▶ [What the task requires]
Return all lines of the listing below that carry the word "walls".

▶ [Material for this exercise]
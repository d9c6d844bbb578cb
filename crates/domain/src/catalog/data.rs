//! The fixed service catalog shipped with the platform.
//!
//! 24 bookable services across 8 categories, declared in the order the
//! product presents them. The `category_route` values are the navigation
//! targets the mobile clients expect and must stay stable.

use super::ServiceItem;

fn item(
    id: &str,
    title: &str,
    description: &str,
    category: &str,
    category_route: &str,
    keywords: &[&str],
) -> ServiceItem {
    ServiceItem {
        id: id.to_string(),
        title: title.to_string(),
        description: description.to_string(),
        category: category.to_string(),
        category_route: category_route.to_string(),
        keywords: keywords.iter().map(ToString::to_string).collect(),
    }
}

#[allow(clippy::too_many_lines)]
pub(super) fn entries() -> Vec<ServiceItem> {
    vec![
        // Electrical
        item(
            "wiring-repair",
            "Wiring Repair",
            "Troubleshooting and repair of faulty house wiring, breakers, and panels.",
            "Electrical",
            "ElectricalServices",
            &["electrician", "short circuit", "breaker", "panel", "rewiring"],
        ),
        item(
            "lighting-installation",
            "Lighting Installation",
            "Installation of ceiling lights, chandeliers, and outdoor fixtures.",
            "Electrical",
            "ElectricalServices",
            &["electrician", "ceiling light", "chandelier", "fixture"],
        ),
        item(
            "outlet-switch-repair",
            "Outlet & Switch Repair",
            "Replacement of busted outlets, sockets, and wall switches.",
            "Electrical",
            "ElectricalServices",
            &["electrician", "socket", "outlet", "switch"],
        ),
        item(
            "electrical-safety-inspection",
            "Electrical Safety Inspection",
            "Full safety audit of household electrical systems with a written report.",
            "Electrical",
            "ElectricalServices",
            &["electrician", "audit", "inspection", "grounding"],
        ),
        // Plumbing
        item(
            "leak-repair",
            "Leak Repair",
            "Fixing dripping faucets, burst pipes, and hidden water leaks.",
            "Plumbing",
            "PlumbingServices",
            &["plumber", "faucet", "pipe", "leak", "tubero"],
        ),
        item(
            "drain-declogging",
            "Drain Declogging",
            "Clearing clogged sinks, floor drains, and sewer lines.",
            "Plumbing",
            "PlumbingServices",
            &["plumber", "clogged", "sink", "drain", "sewer"],
        ),
        item(
            "toilet-repair",
            "Toilet Repair",
            "Repair and replacement of toilets, flush valves, and fittings.",
            "Plumbing",
            "PlumbingServices",
            &["plumber", "toilet", "flush", "bowl"],
        ),
        item(
            "water-heater-installation",
            "Water Heater Installation",
            "Supply and installation of electric and gas water heaters.",
            "Plumbing",
            "PlumbingServices",
            &["plumber", "heater", "shower"],
        ),
        // Aircon
        item(
            "aircon-cleaning",
            "Aircon Cleaning",
            "General cleaning of air conditioning units (split-type and window units).",
            "Aircon",
            "AirconServices",
            &["ac", "aircon", "hvac", "freon"],
        ),
        item(
            "aircon-repair",
            "Aircon Repair",
            "Diagnosis and repair of air conditioners that leak, rattle, or fail to cool.",
            "Aircon",
            "AirconServices",
            &["ac", "aircon", "hvac", "compressor"],
        ),
        item(
            "aircon-installation",
            "Aircon Installation",
            "Mounting and commissioning of new split-type air conditioning units.",
            "Aircon",
            "AirconServices",
            &["ac", "aircon", "hvac", "split-type"],
        ),
        // Cleaning
        item(
            "home-deep-cleaning",
            "Home Deep Cleaning",
            "Top-to-bottom cleaning of kitchens, bathrooms, and living areas.",
            "Cleaning",
            "CleaningServices",
            &["housekeeping", "disinfect", "deep clean"],
        ),
        item(
            "post-construction-cleaning",
            "Post-Construction Cleaning",
            "Removal of dust and debris after renovation or construction work.",
            "Cleaning",
            "CleaningServices",
            &["housekeeping", "renovation", "debris"],
        ),
        item(
            "sofa-mattress-cleaning",
            "Sofa & Mattress Cleaning",
            "Shampoo and vacuum treatment for upholstery, sofas, and mattresses.",
            "Cleaning",
            "CleaningServices",
            &["housekeeping", "upholstery", "shampoo"],
        ),
        // Carpentry
        item(
            "furniture-repair",
            "Furniture Repair",
            "Restoration of wobbly chairs, tables, and wooden furniture.",
            "Carpentry",
            "CarpentryServices",
            &["carpenter", "woodwork", "furniture"],
        ),
        item(
            "door-window-repair",
            "Door & Window Repair",
            "Realignment and repair of doors, windows, hinges, and locks.",
            "Carpentry",
            "CarpentryServices",
            &["carpenter", "hinge", "lock", "jamb"],
        ),
        item(
            "cabinet-installation",
            "Cabinet Installation",
            "Custom-fit kitchen and bedroom cabinets, built and installed.",
            "Carpentry",
            "CarpentryServices",
            &["carpenter", "cabinet", "shelving"],
        ),
        // Appliance Repair
        item(
            "refrigerator-repair",
            "Refrigerator Repair",
            "Repair of refrigerators and freezers that leak or fail to cool.",
            "Appliance Repair",
            "ApplianceServices",
            &["technician", "fridge", "freezer"],
        ),
        item(
            "washing-machine-repair",
            "Washing Machine Repair",
            "Repair of top-load and front-load washing machines.",
            "Appliance Repair",
            "ApplianceServices",
            &["technician", "laundry", "spin", "drum"],
        ),
        item(
            "tv-mounting",
            "TV Mounting",
            "Wall mounting of flat-screen TVs with concealed cabling.",
            "Appliance Repair",
            "ApplianceServices",
            &["technician", "bracket", "wall mount"],
        ),
        // Pest Control
        item(
            "general-pest-control",
            "General Pest Control",
            "Treatment against cockroaches, ants, rodents, and mosquitoes.",
            "Pest Control",
            "PestControlServices",
            &["exterminator", "cockroach", "rodent", "fumigation"],
        ),
        item(
            "termite-treatment",
            "Termite Treatment",
            "Soil treatment and baiting systems against termite infestation.",
            "Pest Control",
            "PestControlServices",
            &["exterminator", "anay", "baiting"],
        ),
        // Painting
        item(
            "interior-painting",
            "Interior Painting",
            "Repainting of interior walls and ceilings, including surface preparation.",
            "Painting",
            "PaintingServices",
            &["painter", "repaint", "wall"],
        ),
        item(
            "exterior-painting",
            "Exterior Painting",
            "Weather-proof painting of exterior walls, gates, and fences.",
            "Painting",
            "PaintingServices",
            &["painter", "weatherproof", "facade"],
        ),
    ]
}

▶ [Solution for this task]
            "Repainting of interior walls and ceilings, including surface preparation.",
            "Weather-proof painting of exterior walls, gates, and fences.",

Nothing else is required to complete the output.